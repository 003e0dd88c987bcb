use futures::FutureExt;
use std::panic::AssertUnwindSafe;
use std::sync::Arc;
use std::time::Duration;
use tokio::sync::broadcast::{self, error::RecvError};
use tokio::task::JoinSet;
use tokio::time::Instant;
use tracing::{debug, error, trace, warn};

use crate::common::config::CascadePolicy;
use crate::common::{ObjectKey, Result, SchedulerError};
use crate::driver::context::DriverContext;
use crate::driver::pacemaker::{Pacemaker, PacemakerEvent};
use crate::driver::plugin::DriverPlugin;
use crate::persistence::{ObjectStore, StoreEvent, WorkQueue};
use crate::policy::{ItemBackoff, WaitStrategy};
use crate::scheduler::{OrphanSweeper, ScheduleReconciler};

/// 驱动器 Inner 结构体
struct DriverInner {
    /// 全局上下文
    ctx: DriverContext,
    /// 单个 Schedule 的协调逻辑
    reconciler: ScheduleReconciler,
    /// 孤儿清扫 (存储不支持原生级联时使用)
    sweeper: OrphanSweeper,
    /// 插件系统
    plugins: Vec<Box<dyn DriverPlugin>>,
    /// 空闲等待策略
    wait_strategy: Arc<dyn WaitStrategy>,
    /// 按 Key 的失败退避
    backoff: ItemBackoff,
}

/// 调度驱动器 (The Engine)
///
/// - N 个拉取协程从工作队列取 Key 并执行 Reconcile。
/// - 一个 Watch 协程把存储变更映射成 Schedule Key 投递进队列。
/// - 一个 Resync 协程周期性全量投递，兜底丢失的通知。
/// - 可选的 Sweep 协程清扫孤儿实例。
#[derive(Clone)]
pub struct ScheduleDriver {
    inner: Arc<DriverInner>,
}

impl ScheduleDriver {
    /// 构造函数
    pub fn new_with_components(
        ctx: DriverContext,
        plugins: Vec<Box<dyn DriverPlugin>>,
        wait_strategy: Arc<dyn WaitStrategy>,
    ) -> Self {
        let inner = DriverInner {
            reconciler: ScheduleReconciler::new(ctx.clone()),
            sweeper: OrphanSweeper::new(ctx.clone()),
            ctx,
            plugins,
            wait_strategy,
            backoff: ItemBackoff::new(),
        };
        Self {
            inner: Arc::new(inner),
        }
    }

    /// 暴露内部上下文
    pub fn context(&self) -> &DriverContext {
        &self.inner.ctx
    }

    /// 暴露内部存储
    pub fn store(&self) -> Arc<dyn ObjectStore> {
        self.inner.ctx.store.clone()
    }

    /// 启动引擎 (阻塞直到停机完成)
    pub async fn start(&self) {
        let ctx = &self.inner.ctx;
        // [Hook] 启动
        for p in self.inner.plugins.iter() {
            p.on_start(ctx).await;
        }
        trace!("[Driver-{}] Started.", ctx.node_id);

        // 1. 先订阅再全量投递，避免两者之间的变更丢失
        let events = ctx.store.subscribe();
        self.enqueue_all().await;

        let mut background = JoinSet::new();
        let watcher = self.clone();
        background.spawn(async move { watcher.watch_loop(events).await });

        let resync = self.clone();
        background.spawn(async move { resync.resync_loop().await });

        // 1.1 没有原生级联时由我们来清扫孤儿
        let cascade = &ctx.config.cascade;
        if !ctx.store.supports_cascade()
            && cascade.policy == CascadePolicy::Delete
            && cascade.sweep_interval_secs > 0
        {
            let sweeper = self.clone();
            background.spawn(async move { sweeper.sweep_loop().await });
        }

        // 2. 启动拉取主循环
        let fetcher_count = ctx.config.worker.workers.max(1);
        trace!("[Driver] Spawning {} fetch loops.", fetcher_count);
        let mut fetchers = JoinSet::new();
        for _ in 0..fetcher_count {
            let driver = self.clone();
            fetchers.spawn(async move { driver.fetch_loop().await });
        }

        // 3. 等待停机信号，再给进行中的 Reconcile 一个宽限期
        ctx.shutdown.cancelled().await;
        let grace = Duration::from_secs(ctx.config.policy.shutdown_timeout_secs);
        let drained = tokio::time::timeout(grace, async {
            while let Some(res) = fetchers.join_next().await {
                if let Err(e) = res {
                    error!("[Driver] Fetch loop exited abnormally: {:?}", e);
                }
            }
        })
        .await;
        if drained.is_err() {
            warn!(
                "[Driver] {} fetch loops still busy after {:?}, aborting.",
                fetchers.len(),
                grace
            );
            fetchers.abort_all();
        }
        background.abort_all();
        while background.join_next().await.is_some() {}

        // [Hook] 关闭
        for p in self.inner.plugins.iter() {
            p.on_shutdown(ctx).await;
        }
        trace!("[Driver-{}] Shutdown complete.", ctx.node_id);
    }

    /// 触发优雅停机
    /// - 所有组件通过 CancellationToken 收到通知
    /// - 队列拒绝新的投递
    pub fn shutdown(&self) {
        trace!("[Driver] Shutdown triggered.");
        self.inner.ctx.shutdown.cancel();
        self.inner.ctx.queue.shutdown();
    }

    /// 把所有 Schedule 投递进队列
    pub async fn enqueue_all(&self) {
        let ctx = &self.inner.ctx;
        match ctx.store.list_schedules(None).await {
            Ok(schedules) => {
                debug!("[Driver] Resync {} schedules.", schedules.len());
                for s in schedules {
                    self.enqueue(s.key()).await;
                }
            }
            Err(e) => warn!("[Driver] Resync list failed: {}", e),
        }
    }

    async fn enqueue(&self, key: ObjectKey) {
        if let Err(e) = self.inner.ctx.queue.add(key.clone()).await {
            match e {
                SchedulerError::SchedulerShutdown => {}
                other => warn!("[Driver] Enqueue {} failed: {}", key, other),
            }
        }
    }

    /// 拉取主循环
    ///
    /// 职责：
    /// 1. 监听起搏器 (Pacemaker) 的信号 (Trigger/Shutdown)。
    /// 2. 从队列取 Key (Acquire)，同一 Key 不会同时出现在两个协程里。
    /// 3. 执行 Reconcile，处理结果并归还 Key。
    async fn fetch_loop(&self) {
        let ctx = &self.inner.ctx;
        let mut pacemaker = Pacemaker::new(
            ctx.queue.as_ref(),
            &ctx.shutdown,
            self.inner.wait_strategy.clone(),
        );
        loop {
            match pacemaker.wait_next().await {
                PacemakerEvent::Trigger => {}
                PacemakerEvent::Shutdown => break,
            }

            let keys = match ctx.queue.acquire(1).await {
                Ok(keys) => keys,
                Err(e) => {
                    error!("[Driver] Acquire failed: {:?}", e);
                    // 遇到错误必须退避，防止错误风暴
                    pacemaker.mark_idle();
                    continue;
                }
            };
            if keys.is_empty() {
                pacemaker.mark_idle();
                continue;
            }
            pacemaker.mark_busy();

            for key in keys {
                self.process_key(&key).await;
                if let Err(e) = ctx.queue.release(&key).await {
                    error!("[Driver] Release {} failed: {:?}", key, e);
                }
            }
        }
        trace!("[Driver] Fetch loop exited.");
    }

    /// 处理单个 Key: 插件钩子 + Panic 隔离 + 重排
    async fn process_key(&self, key: &ObjectKey) {
        let ctx = &self.inner.ctx;
        let cfg = &ctx.config.reconcile;

        // [Hook] 前置检查
        for p in self.inner.plugins.iter() {
            if !p.before_reconcile(key).await {
                debug!("[Driver] Reconcile of {} vetoed by plugin.", key);
                self.requeue(key, Duration::from_millis(cfg.retry_base_delay_ms))
                    .await;
                return;
            }
        }

        let started = Instant::now();
        let result = AssertUnwindSafe(self.inner.reconciler.reconcile(key))
            .catch_unwind()
            .await
            .unwrap_or_else(|panic_err| {
                let msg = if let Some(s) = panic_err.downcast_ref::<&str>() {
                    s.to_string()
                } else if let Some(s) = panic_err.downcast_ref::<String>() {
                    s.clone()
                } else {
                    "unknown panic".to_string()
                };
                error!("[Driver] Reconcile of {} panicked: {}", key, msg);
                Err(SchedulerError::ReconcilePanic(key.clone(), msg))
            });
        let elapsed = started.elapsed();

        // [Hook] 执行后 (无论成功失败)
        for p in self.inner.plugins.iter() {
            p.after_reconcile(key, result.as_ref().err(), elapsed).await;
        }

        let max = Duration::from_millis(cfg.retry_max_delay_ms);
        let delay = match result {
            Ok(outcome) => {
                self.inner.backoff.forget(key);
                outcome.requeue_after
            }
            Err(e) if e.is_conflict() => {
                // 冲突: 状态已变，尽快从新状态重算
                debug!("[Driver] {} conflicted: {}", key, e);
                let base = Duration::from_millis(cfg.conflict_base_delay_ms);
                Some(self.inner.backoff.next_delay(key, base, max))
            }
            Err(e) if e.is_retryable() => {
                let base = Duration::from_millis(cfg.retry_base_delay_ms);
                let delay = self.inner.backoff.next_delay(key, base, max);
                error!(
                    "[Driver] Reconcile of {} failed (attempt {}), retry in {:?}: {}",
                    key,
                    self.inner.backoff.retries(key),
                    delay,
                    e
                );
                Some(delay)
            }
            Err(e) => {
                // 永久性错误: 重试无意义，回到常规节奏等待 Spec 被修正
                error!("[Driver] Reconcile of {} failed permanently: {}", key, e);
                self.inner.backoff.forget(key);
                Some(cfg.gc_recheck_interval())
            }
        };

        if let Some(delay) = delay {
            self.requeue(key, delay).await;
        }
    }

    async fn requeue(&self, key: &ObjectKey, delay: Duration) {
        if let Err(e) = self.inner.ctx.queue.add_after(key.clone(), delay).await {
            match e {
                SchedulerError::SchedulerShutdown => {}
                other => warn!("[Driver] Requeue {} failed: {}", key, other),
            }
        }
    }

    /// Watch 循环: 存储变更 -> 队列
    async fn watch_loop(&self, mut events: broadcast::Receiver<StoreEvent>) {
        let ctx = &self.inner.ctx;
        loop {
            tokio::select! {
                _ = ctx.shutdown.cancelled() => break,
                received = events.recv() => match received {
                    Ok(event) => self.enqueue(event.schedule_key()).await,
                    Err(RecvError::Lagged(n)) => {
                        // 丢了通知，无法知道是哪些 Key，只能全量
                        warn!("[Driver] Watch lagged by {} events, resyncing.", n);
                        self.enqueue_all().await;
                    }
                    Err(RecvError::Closed) => {
                        warn!("[Driver] Store event feed closed.");
                        break;
                    }
                },
            }
        }
        trace!("[Driver] Watch loop exited.");
    }

    /// 周期性全量 Resync
    async fn resync_loop(&self) {
        let ctx = &self.inner.ctx;
        let period = Duration::from_secs(ctx.config.worker.resync_interval_secs.max(1));
        let mut ticker = tokio::time::interval_at(Instant::now() + period, period);
        loop {
            tokio::select! {
                _ = ctx.shutdown.cancelled() => break,
                _ = ticker.tick() => self.enqueue_all().await,
            }
        }
    }

    /// 周期性孤儿清扫
    async fn sweep_loop(&self) {
        let ctx = &self.inner.ctx;
        let period = Duration::from_secs(ctx.config.cascade.sweep_interval_secs);
        let mut ticker = tokio::time::interval_at(Instant::now() + period, period);
        loop {
            tokio::select! {
                _ = ctx.shutdown.cancelled() => break,
                _ = ticker.tick() => {
                    if let Err(e) = self.sweep_once().await {
                        warn!("[Sweep] Pass failed: {}", e);
                    }
                }
            }
        }
    }

    /// 执行一次孤儿清扫，返回删除数量
    pub async fn sweep_once(&self) -> Result<usize> {
        self.inner.sweeper.sweep().await
    }
}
# # # # # # #
■ **Work task**:
Copy each line of the preceding material that contains "投递进队列".

■ **Response below**:
/// - 一个 Watch 协程把存储变更映射成 Schedule Key 投递进队列。
    /// 把所有 Schedule 投递进队列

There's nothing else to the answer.